Когда я совсем поправилась, Люда принялась заниматься со мной. Она самым безжалостным образом муштровала меня по всем предметам и за пять месяцев подготовила меня в выпускной класс N-ского института.

Прошел месяц, другой — и настал срок отъезда в институт. Как ни старалась я казаться равнодушной к предстоящему отъезду, на самом деле, я уезжала из Гори с тяжелым сердцем. Я ничего не знала об участи Керима, Гуль-Гуль и обоих дедушек, остающихся в ауле. Правда, князь Андро сообщил мне, что ага-Керим бек-Джамала сидит в тифлисской тюрьме со своими ближайшими соучастниками, но дальше этого сведения Андро не распространялись, и участь моего друга по-прежнему была темна и непроницаема, как туманы в горах Дагестана…

Все это, начиная с моего водворения в горном замке и кончая поступлением в институт, казалось мне теперь похожим на какую-то пеструю, фантастическую сказку.
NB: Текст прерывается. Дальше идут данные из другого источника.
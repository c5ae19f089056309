// REST API HTTP client
//
// Wraps `reqwest::Client` with bearer auth, backend URL construction and
// status handling. The raw `get_json` / `post_json` helpers are what the
// relay's proxy forwards through; the typed helpers sit on top of them.

use percent_encoding::{AsciiSet, NON_ALPHANUMERIC, utf8_percent_encode};
use serde::Serialize;
use serde::de::DeserializeOwned;
use serde_json::{Map, Value};
use tracing::{debug, trace};
use url::Url;

use crate::auth::AccessToken;
use crate::error::Error;
use crate::models::EntityState;
use crate::transport::TransportConfig;

/// Upper bound on error-body text kept for logging.
const BODY_PREVIEW: usize = 200;

/// Raw HTTP client for the backend's REST API.
#[derive(Debug, Clone)]
pub struct RestClient {
    http: reqwest::Client,
    base_url: Url,
}

impl RestClient {
    /// Create a client that authenticates every request with `token`.
    pub fn new(
        base_url: Url,
        token: &AccessToken,
        transport: &TransportConfig,
    ) -> Result<Self, Error> {
        let http = transport.build_client_with_headers(token.bearer_headers()?)?;
        Ok(Self { http, base_url })
    }

    /// Create a client around a pre-built `reqwest::Client`.
    pub fn with_client(http: reqwest::Client, base_url: Url) -> Self {
        Self { http, base_url }
    }

    pub fn base_url(&self) -> &Url {
        &self.base_url
    }

    // ── URL builders ─────────────────────────────────────────────────

    /// `{base}{path}`, keeping any path prefix on the base URL.
    fn endpoint(&self, path: &str) -> Url {
        let mut url = self.base_url.clone();
        let prefix = self.base_url.path().trim_end_matches('/');
        url.set_path(&format!("{prefix}{path}"));
        url.set_query(None);
        url
    }

    /// `GET /api/states`
    pub fn states_url(&self) -> Url {
        self.endpoint("/api/states")
    }

    /// `GET /api/states/{entity_id}`
    pub fn state_url(&self, entity_id: &str) -> Url {
        self.endpoint(&format!("/api/states/{}", encode_segment(entity_id)))
    }

    /// `POST /api/services/{domain}/{service}`
    pub fn service_url(&self, domain: &str, service: &str) -> Url {
        self.endpoint(&format!(
            "/api/services/{}/{}",
            encode_segment(domain),
            encode_segment(service)
        ))
    }

    /// `GET /api/history/period/{start}?filter_entity_id={id}&end_time={end}`
    pub fn history_url(&self, entity_id: &str, start: &str, end: &str) -> Url {
        let mut url = self.endpoint(&format!("/api/history/period/{}", encode_segment(start)));
        url.query_pairs_mut()
            .append_pair("filter_entity_id", entity_id)
            .append_pair("end_time", end);
        url
    }

    // ── Request helpers ──────────────────────────────────────────────

    /// Send a GET request and return the JSON body.
    pub async fn get_json(&self, url: Url) -> Result<Value, Error> {
        debug!("GET {}", url);
        let resp = self.http.get(url).send().await?;
        parse_json(resp).await
    }

    /// Send a POST request with a JSON body and return the JSON reply.
    pub async fn post_json(&self, url: Url, body: &(impl Serialize + Sync)) -> Result<Value, Error> {
        debug!("POST {}", url);
        let resp = self.http.post(url).json(body).send().await?;
        parse_json(resp).await
    }

    // ── Typed endpoints ──────────────────────────────────────────────

    pub async fn get_states(&self) -> Result<Vec<EntityState>, Error> {
        decode(self.get_json(self.states_url()).await?)
    }

    pub async fn get_state(&self, entity_id: &str) -> Result<EntityState, Error> {
        decode(self.get_json(self.state_url(entity_id)).await?)
    }

    /// Invoke a service. Returns the states the backend reports as changed.
    pub async fn call_service(
        &self,
        domain: &str,
        service: &str,
        service_data: &Map<String, Value>,
    ) -> Result<Vec<EntityState>, Error> {
        decode(
            self.post_json(self.service_url(domain, service), service_data)
                .await?,
        )
    }

    /// State history for one entity between `start` and `end` (ISO-8601).
    pub async fn get_history(&self, entity_id: &str, start: &str, end: &str) -> Result<Value, Error> {
        self.get_json(self.history_url(entity_id, start, end)).await
    }
}

// ── Response handling ────────────────────────────────────────────────

async fn parse_json(resp: reqwest::Response) -> Result<Value, Error> {
    let status = resp.status();

    if !status.is_success() {
        let body = resp.text().await.unwrap_or_default();
        debug!(status = status.as_u16(), body = %preview(&body), "upstream returned error status");
        return Err(Error::Http {
            status: status.as_u16(),
            message: status
                .canonical_reason()
                .map_or_else(|| format!("HTTP {}", status.as_u16()), String::from),
        });
    }

    let body = resp.text().await?;
    trace!(len = body.len(), "response body received");

    serde_json::from_str(&body).map_err(|e| Error::Deserialization {
        message: format!("{e} (body preview: {:?})", preview(&body)),
        body: body.clone(),
    })
}

fn decode<T: DeserializeOwned>(value: Value) -> Result<T, Error> {
    serde_json::from_value(value.clone()).map_err(|e| Error::Deserialization {
        message: e.to_string(),
        body: value.to_string(),
    })
}

fn preview(body: &str) -> &str {
    match body.char_indices().nth(BODY_PREVIEW) {
        Some((idx, _)) => &body[..idx],
        None => body,
    }
}

/// Everything outside the RFC 3986 unreserved set.
const SEGMENT: &AsciiSet = &NON_ALPHANUMERIC
    .remove(b'-')
    .remove(b'.')
    .remove(b'_')
    .remove(b'~');

/// Percent-encode one path segment. A space becomes `%20`, never `+`.
fn encode_segment(raw: &str) -> String {
    utf8_percent_encode(raw, SEGMENT).to_string()
}

#[cfg(test)]
#[allow(clippy::unwrap_used)]
mod tests {
    use super::*;

    fn client(base: &str) -> RestClient {
        RestClient::with_client(reqwest::Client::new(), Url::parse(base).unwrap())
    }

    #[test]
    fn state_url_keeps_base_prefix() {
        let c = client("https://example.org/ha/");
        assert_eq!(
            c.state_url("light.kitchen").as_str(),
            "https://example.org/ha/api/states/light.kitchen"
        );
    }

    #[test]
    fn service_url() {
        let c = client("http://192.168.1.181:8123");
        assert_eq!(
            c.service_url("light", "turn_on").as_str(),
            "http://192.168.1.181:8123/api/services/light/turn_on"
        );
    }

    #[test]
    fn history_url_encodes_start_and_query() {
        let c = client("http://ha.local:8123");
        let url = c.history_url(
            "sensor.temp",
            "2026-02-10T00:00:00+00:00",
            "2026-02-11T00:00:00+00:00",
        );
        assert_eq!(
            url.path(),
            "/api/history/period/2026-02-10T00%3A00%3A00%2B00%3A00"
        );
        let pairs: Vec<(String, String)> = url.query_pairs().into_owned().collect();
        assert_eq!(
            pairs,
            vec![
                ("filter_entity_id".to_owned(), "sensor.temp".to_owned()),
                ("end_time".to_owned(), "2026-02-11T00:00:00+00:00".to_owned()),
            ]
        );
    }

    #[test]
    fn history_start_with_space_survives_path_decoding() {
        let c = client("http://ha.local:8123");
        let url = c.history_url("sensor.power", "2026-02-10 00:00:00", "2026-02-11 00:00:00");
        assert_eq!(url.path(), "/api/history/period/2026-02-10%2000%3A00%3A00");

        let segment = url.path_segments().unwrap().next_back().unwrap();
        let decoded = percent_encoding::percent_decode_str(segment).decode_utf8().unwrap();
        assert_eq!(decoded, "2026-02-10 00:00:00");
    }

    #[test]
    fn preview_respects_char_boundaries() {
        let body = "é".repeat(300);
        assert_eq!(preview(&body).chars().count(), BODY_PREVIEW);
    }
}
Новые места, новые лица, забавная поклонница в лице новой подруги — рыженькой Перской, и эта бледная кудрявая девочка с зелено-серыми глазами, похожими цветом на морскую волну — странная, милая, дерзкая девочка… Не во сне ли я все это вижу? Передо мной серые стены дортуара, потонувшие в полумраке, два ряда кроватей и три десятка голов в смешных белых колпачках… Я смотрю на смешные колпачки, на серые стены и узкие кровати, и веки мои тяжелеют, глаза слипаются… Вот в последний раз мелькнула рыженькая Перская, безмятежно уснувшая в своей постели… Серые стены темнеют и как бы придвигаются друг к другу… Точно черные утесы родных кавказских гор теснятся предо мной. Может быть, это и есть утесы? Может быть, и высокое мрачное здание, и бело-зеленые девочки — только сон, вещий сон прежней вольной, свободной Нины Израэл?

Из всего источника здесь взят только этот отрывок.